REQUIREMENT :: A word-for-word copy of the whole listing is required.

RECORDS PROVIDED ::

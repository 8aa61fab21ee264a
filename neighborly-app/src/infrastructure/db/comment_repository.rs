use super::db_err;
use super::entities::{comment, Comment};
use crate::domain;
use neighborly_errors::AppError;
use sea_orm::{entity::*, query::*, DatabaseConnection};
use uuid::Uuid;

#[derive(Clone)]
pub struct CommentRepository {
    db: DatabaseConnection,
}

impl CommentRepository {
    pub fn new(db: DatabaseConnection) -> Self {
        Self { db }
    }

    pub async fn create(&self, data: &domain::Comment) -> Result<domain::Comment, AppError> {
        let active = comment::ActiveModel {
            id: Set(data.id),
            need_id: Set(data.need_id),
            user_id: Set(data.user_id),
            content: Set(data.content.clone()),
            parent_id: Set(data.parent_id),
            upvotes: Set(data.upvotes),
            downvotes: Set(data.downvotes),
            created_at: Set(data.created_at),
            deleted_at: Set(data.deleted_at),
        };
        active.insert(&self.db).await.map(to_domain).map_err(db_err)
    }

    pub async fn find_by_id(&self, id: Uuid) -> Result<Option<domain::Comment>, AppError> {
        Comment::find_by_id(id)
            .one(&self.db)
            .await
            .map(|m| m.map(to_domain))
            .map_err(db_err)
    }

    pub async fn list_for_need(&self, need_id: Uuid) -> Result<Vec<domain::Comment>, AppError> {
        Comment::find()
            .filter(comment::Column::NeedId.eq(need_id))
            .filter(comment::Column::DeletedAt.is_null())
            .order_by_asc(comment::Column::CreatedAt)
            .all(&self.db)
            .await
            .map(|rows| rows.into_iter().map(to_domain).collect())
            .map_err(db_err)
    }

    pub async fn list_deleted(&self) -> Result<Vec<domain::Comment>, AppError> {
        Comment::find()
            .filter(comment::Column::DeletedAt.is_not_null())
            .all(&self.db)
            .await
            .map(|rows| rows.into_iter().map(to_domain).collect())
            .map_err(db_err)
    }

    pub async fn set_deleted(
        &self,
        id: Uuid,
        at: Option<chrono::DateTime<chrono::Utc>>,
    ) -> Result<(), AppError> {
        let model = Comment::find_by_id(id)
            .one(&self.db)
            .await
            .map_err(db_err)?
            .ok_or_else(|| AppError::not_found("Comment"))?;

        let mut active: comment::ActiveModel = model.into();
        active.deleted_at = Set(at);
        active.update(&self.db).await.map_err(db_err)?;
        Ok(())
    }

    /// Replies go with it through the foreign key cascade.
    pub async fn delete(&self, id: Uuid) -> Result<(), AppError> {
        let result = Comment::delete_by_id(id).exec(&self.db).await.map_err(db_err)?;
        if result.rows_affected == 0 {
            return Err(AppError::not_found("Comment"));
        }
        Ok(())
    }
}

fn to_domain(m: comment::Model) -> domain::Comment {
    domain::Comment {
        id: m.id,
        need_id: m.need_id,
        user_id: m.user_id,
        content: m.content,
        parent_id: m.parent_id,
        created_at: m.created_at,
        upvotes: m.upvotes,
        downvotes: m.downvotes,
        deleted_at: m.deleted_at,
    }
}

PROBLEM SOLUTION ::
repository 8aa61fab21ee264a
filename neighborly-app/src/infrastructure/db/comment_repository.rs
use super::db_err;
use super::entities::{comment, Comment};
use crate::domain;
use neighborly_errors::AppError;
use sea_orm::{entity::*, query::*, DatabaseConnection};
use uuid::Uuid;

#[derive(Clone)]
pub struct CommentRepository {
    db: DatabaseConnection,
}

impl CommentRepository {
    pub fn new(db: DatabaseConnection) -> Self {
        Self { db }
    }

    pub async fn create(&self, data: &domain::Comment) -> Result<domain::Comment, AppError> {
        let active = comment::ActiveModel {
            id: Set(data.id),
            need_id: Set(data.need_id),
            user_id: Set(data.user_id),
            content: Set(data.content.clone()),
            parent_id: Set(data.parent_id),
            upvotes: Set(data.upvotes),
            downvotes: Set(data.downvotes),
            created_at: Set(data.created_at),
            deleted_at: Set(data.deleted_at),
        };
        active.insert(&self.db).await.map(to_domain).map_err(db_err)
    }

    pub async fn find_by_id(&self, id: Uuid) -> Result<Option<domain::Comment>, AppError> {
        Comment::find_by_id(id)
            .one(&self.db)
            .await
            .map(|m| m.map(to_domain))
            .map_err(db_err)
    }

    pub async fn list_for_need(&self, need_id: Uuid) -> Result<Vec<domain::Comment>, AppError> {
        Comment::find()
            .filter(comment::Column::NeedId.eq(need_id))
            .filter(comment::Column::DeletedAt.is_null())
            .order_by_asc(comment::Column::CreatedAt)
            .all(&self.db)
            .await
            .map(|rows| rows.into_iter().map(to_domain).collect())
            .map_err(db_err)
    }

    pub async fn list_deleted(&self) -> Result<Vec<domain::Comment>, AppError> {
        Comment::find()
            .filter(comment::Column::DeletedAt.is_not_null())
            .all(&self.db)
            .await
            .map(|rows| rows.into_iter().map(to_domain).collect())
            .map_err(db_err)
    }

    pub async fn set_deleted(
        &self,
        id: Uuid,
        at: Option<chrono::DateTime<chrono::Utc>>,
    ) -> Result<(), AppError> {
        let model = Comment::find_by_id(id)
            .one(&self.db)
            .await
            .map_err(db_err)?
            .ok_or_else(|| AppError::not_found("Comment"))?;

        let mut active: comment::ActiveModel = model.into();
        active.deleted_at = Set(at);
        active.update(&self.db).await.map_err(db_err)?;
        Ok(())
    }

    /// Replies go with it through the foreign key cascade.
    pub async fn delete(&self, id: Uuid) -> Result<(), AppError> {
        let result = Comment::delete_by_id(id).exec(&self.db).await.map_err(db_err)?;
        if result.rows_affected == 0 {
            return Err(AppError::not_found("Comment"));
        }
        Ok(())
    }
}

fn to_domain(m: comment::Model) -> domain::Comment {
    domain::Comment {
        id: m.id,
        need_id: m.need_id,
        user_id: m.user_id,
        content: m.content,
        parent_id: m.parent_id,
        created_at: m.created_at,
        upvotes: m.upvotes,
        downvotes: m.downvotes,
        deleted_at: m.deleted_at,
    }
}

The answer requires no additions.